Sample size estimation was fixed according to COnsensus-based Standards for the selection of health Measurement INstruments (COSMIN) recommendations.31,32 Rules-of-thumb for the number of participants needed to ensure internal consistency varied from four to ten participants per variable, with a minimum number of 100 participants to ensure the stability of the variance–covariance matrix, whereas for reproducibility, at least 50 participants were necessary.

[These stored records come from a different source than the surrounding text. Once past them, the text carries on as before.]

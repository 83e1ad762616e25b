//! Cache-aside configuration cache.
//!
//! Reads go to the backend first; a miss fetches from the store, writes the
//! whole configuration back with a TTL and returns it. Concurrent misses for
//! one guild share a single fetch. `invalidate` bumps a per-guild generation
//! so a fetch that started before the invalidation can never repopulate the
//! entry with what it read.

use chrono::Utc;
use dashmap::DashMap;
use futures::future::{BoxFuture, FutureExt, Shared};
use std::fmt;
use std::sync::atomic::{AtomicU64, Ordering};
use std::sync::Arc;
use std::time::Duration;
use tracing::{debug, info, instrument, warn};
use warden_types::{GuildConfig, GuildId};

use crate::backend::CacheBackend;
use crate::error::{CacheError, CacheResult, StoreError};
use crate::store::ConfigStore;

/// Default entry lifetime
pub const DEFAULT_TTL: Duration = Duration::from_secs(15 * 60);

/// Default bound on a single store fetch
pub const DEFAULT_FETCH_TIMEOUT: Duration = Duration::from_secs(10);

/// Cache key for a guild's configuration
pub fn cache_key(guild_id: GuildId) -> String {
    format!("guild:{}:config", guild_id.get())
}

/// Why a lookup produced no configuration.
#[derive(Debug, Clone, PartialEq, Eq)]
pub enum MissReason {
    NotFound,
    StoreUnavailable(String),
    Invalid(String),
    Timeout,
}

impl fmt::Display for MissReason {
    fn fmt(&self, f: &mut fmt::Formatter<'_>) -> fmt::Result {
        match self {
            MissReason::NotFound => f.write_str("not found"),
            MissReason::StoreUnavailable(e) => write!(f, "store unavailable: {}", e),
            MissReason::Invalid(e) => write!(f, "invalid configuration: {}", e),
            MissReason::Timeout => f.write_str("store fetch timed out"),
        }
    }
}

/// Result of [`ConfigCache::get`].
#[derive(Debug, Clone)]
pub enum CacheLookup {
    Hit(Arc<GuildConfig>),
    Miss(MissReason),
}

impl CacheLookup {
    pub fn is_hit(&self) -> bool {
        matches!(self, CacheLookup::Hit(_))
    }

    /// The configuration, or the fail-closed disabled configuration on a miss.
    pub fn config_or_disabled(self, guild_id: GuildId) -> Arc<GuildConfig> {
        match self {
            CacheLookup::Hit(config) => config,
            CacheLookup::Miss(_) => Arc::new(GuildConfig::disabled(guild_id)),
        }
    }
}

/// Cache tuning
#[derive(Debug, Clone)]
pub struct CacheConfig {
    pub ttl: Duration,
    pub fetch_timeout: Duration,
}

impl Default for CacheConfig {
    fn default() -> Self {
        Self {
            ttl: DEFAULT_TTL,
            fetch_timeout: DEFAULT_FETCH_TIMEOUT,
        }
    }
}

type SharedFetch = Shared<BoxFuture<'static, CacheLookup>>;

struct InFlight {
    ticket: u64,
    fetch: SharedFetch,
}

struct Inner {
    backend: Arc<dyn CacheBackend>,
    store: Arc<dyn ConfigStore>,
    config: CacheConfig,
    inflight: DashMap<GuildId, InFlight>,
    generations: DashMap<GuildId, u64>,
    tickets: AtomicU64,
}

/// Cache-aside layer over guild configuration.
#[derive(Clone)]
pub struct ConfigCache {
    inner: Arc<Inner>,
}

impl fmt::Debug for ConfigCache {
    fn fmt(&self, f: &mut fmt::Formatter<'_>) -> fmt::Result {
        f.debug_struct("ConfigCache")
            .field("backend", &self.inner.backend)
            .field("store", &self.inner.store)
            .field("config", &self.inner.config)
            .field("inflight", &self.inner.inflight.len())
            .finish()
    }
}

impl ConfigCache {
    pub fn new(
        backend: Arc<dyn CacheBackend>,
        store: Arc<dyn ConfigStore>,
        config: CacheConfig,
    ) -> Self {
        Self {
            inner: Arc::new(Inner {
                backend,
                store,
                config,
                inflight: DashMap::new(),
                generations: DashMap::new(),
                tickets: AtomicU64::new(0),
            }),
        }
    }

    pub fn ttl(&self) -> Duration {
        self.inner.config.ttl
    }

    /// Cached configuration, fetching from the store on a miss.
    #[instrument(skip(self), fields(guild_id = %guild_id))]
    pub async fn get(&self, guild_id: GuildId) -> CacheLookup {
        match self.cached(guild_id).await {
            Ok(Some(config)) => return CacheLookup::Hit(config),
            Ok(None) => {}
            Err(CacheError::Corrupt { key, reason }) => {
                warn!(key = %key, reason = %reason, "Discarding corrupt cache entry");
                if let Err(e) = self.inner.backend.delete(&key).await {
                    warn!(error = %e, "Failed to delete corrupt cache entry");
                }
            }
            Err(e) => {
                warn!(error = %e, "Cache read failed, falling through to store");
            }
        }

        self.join_fetch(guild_id).await
    }

    /// Read the cache without touching the store.
    pub async fn cached(&self, guild_id: GuildId) -> CacheResult<Option<Arc<GuildConfig>>> {
        let key = cache_key(guild_id);
        let Some(raw) = self.inner.backend.get(&key).await? else {
            return Ok(None);
        };
        let config: GuildConfig = serde_json::from_str(&raw).map_err(|e| CacheError::Corrupt {
            key,
            reason: e.to_string(),
        })?;
        Ok(Some(Arc::new(config)))
    }

    /// Overwrite the entry with a whole new configuration.
    pub async fn put(
        &self,
        guild_id: GuildId,
        mut config: GuildConfig,
        ttl: Duration,
    ) -> CacheResult<Arc<GuildConfig>> {
        config.cache_expiry = chrono::Duration::from_std(ttl)
            .ok()
            .map(|ttl| Utc::now() + ttl);

        let raw = serde_json::to_string(&config)?;
        self.inner
            .backend
            .set_with_ttl(&cache_key(guild_id), raw, ttl)
            .await?;
        Ok(Arc::new(config))
    }

    /// Drop the entry and fence any fetch already in flight for it.
    #[instrument(skip(self), fields(guild_id = %guild_id))]
    pub async fn invalidate(&self, guild_id: GuildId) -> CacheResult<()> {
        *self.inner.generations.entry(guild_id).or_insert(0) += 1;
        self.inner.inflight.remove(&guild_id);
        let removed = self.inner.backend.delete(&cache_key(guild_id)).await?;
        info!(removed = removed, "Invalidated cached configuration");
        Ok(())
    }

    fn generation(&self, guild_id: GuildId) -> u64 {
        self.inner
            .generations
            .get(&guild_id)
            .map(|g| *g)
            .unwrap_or(0)
    }

    async fn join_fetch(&self, guild_id: GuildId) -> CacheLookup {
        let fetch = match self.inner.inflight.entry(guild_id) {
            dashmap::mapref::entry::Entry::Occupied(entry) => {
                debug!("Joining in-flight fetch");
                entry.get().fetch.clone()
            }
            dashmap::mapref::entry::Entry::Vacant(entry) => {
                let ticket = self.inner.tickets.fetch_add(1, Ordering::Relaxed);
                let generation = self.generation(guild_id);
                let fetch = self
                    .clone()
                    .fetch_and_populate(guild_id, generation, ticket)
                    .boxed()
                    .shared();
                entry.insert(InFlight {
                    ticket,
                    fetch: fetch.clone(),
                });
                fetch
            }
        };
        fetch.await
    }

    async fn fetch_and_populate(self, guild_id: GuildId, generation: u64, ticket: u64) -> CacheLookup {
        // A fetch that finished between our cache read and joining would
        // otherwise be repeated.
        if let Ok(Some(config)) = self.cached(guild_id).await {
            self.release(guild_id, ticket);
            return CacheLookup::Hit(config);
        }

        let lookup = match tokio::time::timeout(
            self.inner.config.fetch_timeout,
            self.inner.store.fetch_config(guild_id),
        )
        .await
        {
            Ok(Ok(config)) => self.populate(guild_id, config, generation).await,
            Ok(Err(StoreError::NotFound(_))) => {
                info!(guild_id = %guild_id, "No configuration in store");
                CacheLookup::Miss(MissReason::NotFound)
            }
            Ok(Err(StoreError::Unavailable(e))) => {
                warn!(guild_id = %guild_id, error = %e, "Config store unavailable");
                CacheLookup::Miss(MissReason::StoreUnavailable(e))
            }
            Ok(Err(StoreError::Invalid(e))) => {
                warn!(guild_id = %guild_id, error = %e, "Config store returned invalid configuration");
                CacheLookup::Miss(MissReason::Invalid(e))
            }
            Err(_) => {
                warn!(guild_id = %guild_id, "Config store fetch timed out");
                CacheLookup::Miss(MissReason::Timeout)
            }
        };

        self.release(guild_id, ticket);
        lookup
    }

    fn release(&self, guild_id: GuildId, ticket: u64) {
        self.inner
            .inflight
            .remove_if(&guild_id, |_, inflight| inflight.ticket == ticket);
    }

    async fn populate(&self, guild_id: GuildId, config: GuildConfig, generation: u64) -> CacheLookup {
        if self.generation(guild_id) != generation {
            debug!(guild_id = %guild_id, "Fetch fenced by invalidation, not caching");
            return CacheLookup::Hit(Arc::new(config));
        }

        let config = match self.put(guild_id, config.clone(), self.inner.config.ttl).await {
            Ok(config) => config,
            Err(e) => {
                warn!(guild_id = %guild_id, error = %e, "Failed to populate cache");
                return CacheLookup::Hit(Arc::new(config));
            }
        };

        // An invalidation may have landed while the write was in progress.
        if self.generation(guild_id) != generation {
            debug!(guild_id = %guild_id, "Invalidated during populate, dropping entry");
            if let Err(e) = self.inner.backend.delete(&cache_key(guild_id)).await {
                warn!(guild_id = %guild_id, error = %e, "Failed to drop fenced entry");
            }
        }

        CacheLookup::Hit(config)
    }
}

The statistical analyses used in this study were those usually used in studies to validate scales.33 In addition to descriptive statistics, we explored the following psychometric properties of the POMI scale using Stata Software version 15 (StataCorp LLC, College Station, TX, USA): 1) acceptability: data quality was considered satisfactory if more than 95% of the scale data were fully computable (floor and ceiling effects were analyzed); 2) internal consistency: assessed through Cronbach’s alpha coefficient (minimum accepted value, 0.70), and the item-total correlation corrected for overlap (criterion value, ≥ 0.30); 3) reproducibility: Lin’s concordance coefficient was used to assess the test–retest reliability for continuous outcomes, whereas Kappa’s concordance coefficient was estimated for categorical data with values ≥ 0.70 deemed satisfactory; and 4) external validity: hypotheses were tested regarding convergent validity, relationships between DSM-5 and POMI scale scores were studied using correlation coefficients (Spearman, according to statistical distribution), and ROC analysis followed by the estimation of Youden and Liu indexes determined the best threshold to discriminate DSM-5 categorized as > 3. The comparison of patients’ characteristics according to the POMI-5F score was conducted using the Chi square or Fisher’s exact test for categorical data, and Student’s t test or the Mann–Whitney test for continuous variables. Homoscedasticity was checked using the Fisher–Snedecor test.

Results

Pretest

Ten patients with CNCP were interviewed by an investigator (N.D.) during the pretest phase. Patients had various forms of CNCP with opioid treatment for at least three months and were being followed up in the Clermont-Ferrand pain clinic. The feedback obtained by the participants did not modify the proposed translation, indicating a good acceptability and understanding of the translation by our target population.

Population

One hundred and sixty-three patients (113 in Clermont-Ferrand and 50 in Toulouse) were included in this study from September 2015 to November 2017, and 154 were analyzed. Nine patients could not be analyzed because they did not return the questionnaire. Females represented 98/154 (64%) participants, the mean (standard deviation) age was 50 (12) yr, and 103/154 (73%) lived in couples. The type of pain was mainly described as nociplastic (94/154, 61%) and 93/154 (61%) patients had experienced pain for at least 5 years. The most frequently used analgesic opioid drug was tramadol (38%). All the population’s characteristics are described in Table 2.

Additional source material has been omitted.